On my blog entry entitled Dissociative Identity Disorder (DID): Losing Time vs. “Normal” Memory, a reader posted the following comment:

Today I was at a meeting and I “woke up” in the middle of some kind of discourse fully unaware of what I was saying. I tried to catch up with myself but felt like the people with me were confused. Now I know it, recognize it when it happens. Usually I am co-present, but lately that is not the case an indication for me that I’m getting ready to remember something pivotal…Now, at this stage, I wonder about explaining to the confused what is happening. My gut tells me no. But I do wonder. ~ Esther

I would recommend against “going public” with your diagnosis. To the extent that most people have heard of DID, their impressions have been shaped by movies like Sybil and more recently the The United States of Tara. I would not want people to assume that I am going to do some of the “freaky” stuff that was portrayed in the movie. (I have not seen “Tara” because I don’t have Showtime, so I cannot speak to that show.)

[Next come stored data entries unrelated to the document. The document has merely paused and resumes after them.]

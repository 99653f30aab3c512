use serde::Deserialize;

use crate::error::{DispatchError, Result};

/// One publish relative to a node's topic namespace.
#[derive(Debug, Clone, PartialEq, Eq)]
pub struct PublishStep {
    pub suffix: String,
    pub payload: String,
}

impl PublishStep {
    pub fn new(suffix: impl Into<String>, payload: impl Into<String>) -> Self {
        Self { suffix: suffix.into(), payload: payload.into() }
    }
}

#[derive(Debug, Clone, PartialEq, Eq, Deserialize)]
#[serde(rename_all = "snake_case")]
pub enum PayloadSpec {
    Literal(String),
    /// The command line argument, substituted verbatim
    Argument,
}

impl Default for PayloadSpec {
    fn default() -> Self {
        PayloadSpec::Literal(String::new())
    }
}

#[derive(Debug, Clone, PartialEq, Eq, Deserialize)]
#[serde(tag = "kind", rename_all = "snake_case")]
pub enum CommandAction {
    Publish {
        topic: String,
        #[serde(default)]
        payload: PayloadSpec,
    },
    ConfigBatch,
    Script,
    Listen,
}

#[derive(Debug, Clone, PartialEq, Eq, Deserialize)]
pub struct CommandEntry {
    pub keyword: String,
    #[serde(flatten)]
    pub action: CommandAction,
}

impl CommandEntry {
    pub fn publish(keyword: &str, topic: &str, payload: PayloadSpec) -> Self {
        Self {
            keyword: keyword.to_string(),
            action: CommandAction::Publish { topic: topic.to_string(), payload },
        }
    }

    fn mode(keyword: &str, action: CommandAction) -> Self {
        Self { keyword: keyword.to_string(), action }
    }
}

impl PayloadSpec {
    pub fn resolve(&self, keyword: &str, argument: Option<&str>) -> Result<String> {
        match self {
            PayloadSpec::Literal(payload) => Ok(payload.clone()),
            PayloadSpec::Argument => argument
                .map(str::to_string)
                .ok_or_else(|| DispatchError::MissingArgument(keyword.to_string())),
        }
    }
}

/// Keyword registry. Order is kept for usage output.
#[derive(Debug, Clone, PartialEq, Eq)]
pub struct CommandTable {
    entries: Vec<CommandEntry>,
}

impl CommandTable {
    pub fn new(entries: Vec<CommandEntry>) -> Result<Self> {
        if entries.is_empty() {
            return Err(DispatchError::InvalidTable("no commands defined".to_string()));
        }
        for (i, entry) in entries.iter().enumerate() {
            if entry.keyword.trim().is_empty() {
                return Err(DispatchError::InvalidTable("empty command keyword".to_string()));
            }
            if entries[..i].iter().any(|e| e.keyword == entry.keyword) {
                return Err(DispatchError::InvalidTable(format!(
                    "duplicate command '{}'",
                    entry.keyword
                )));
            }
            if let CommandAction::Publish { topic, .. } = &entry.action {
                if topic.trim_matches('/').is_empty() || topic.contains(&['+', '#'][..]) {
                    return Err(DispatchError::InvalidTable(format!(
                        "command '{}' has invalid topic '{}'",
                        entry.keyword, topic
                    )));
                }
            }
        }
        Ok(Self { entries })
    }

    pub fn resolve(&self, keyword: &str) -> Result<&CommandEntry> {
        self.entries
            .iter()
            .find(|e| e.keyword == keyword)
            .ok_or_else(|| DispatchError::UnknownCommand(keyword.to_string()))
    }

    pub fn keywords(&self) -> impl Iterator<Item = &str> {
        self.entries.iter().map(|e| e.keyword.as_str())
    }
}

impl Default for CommandTable {
    fn default() -> Self {
        use PayloadSpec::{Argument, Literal};

        let entries = vec![
            CommandEntry::publish("reset", "reset", Literal(String::new())),
            CommandEntry::publish("open", "cover/set", Literal("open".to_string())),
            CommandEntry::publish("close", "cover/set", Literal("close".to_string())),
            CommandEntry::publish("stop", "cover/set", Literal("stop".to_string())),
            CommandEntry::publish("go", "cover/set/position", Argument),
            CommandEntry::publish("r", "cfg/read", Argument),
            CommandEntry::publish("w", "cfg/write", Argument),
            CommandEntry::publish("dump", "cfg/dump", Literal(String::new())),
            CommandEntry::publish("sw", "switch/set", Argument),
            CommandEntry::mode("cfg", CommandAction::ConfigBatch),
            CommandEntry::mode("file", CommandAction::Script),
            CommandEntry::mode("log", CommandAction::Listen),
        ];
        Self { entries }
    }
}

Depending upon your age, you can always blame it on “the memory being the first to go.” I am forty, and my peer group is constantly losing the train of thought mid-sentence, even without DID. You can always blame it on that. You can even make a joke like, “There’s that early onset Alzheimer’s rearing its ugly head again.”

Now, if you have a couple of close friends in your life who you think can handle hearing about your diagnosis, I would start there. I do have a handful of friends who know about my history (including the DID), and they are very supportive. I start by making sure they can handle hearing about the abuse first. If they can’t handle hearing about the abuse, then they definitely cannot handle hearing about the DID.

Even though I am very vocal about DID on my blog, I write under a pen name. I have only shared my blog with a handful of off-line friends because, even this far along in healing, I am not ready for everyone in my life to know this about me. However, I am very open about having been abused as a child. That is much easier for me to talk about publicly than the DID stuff.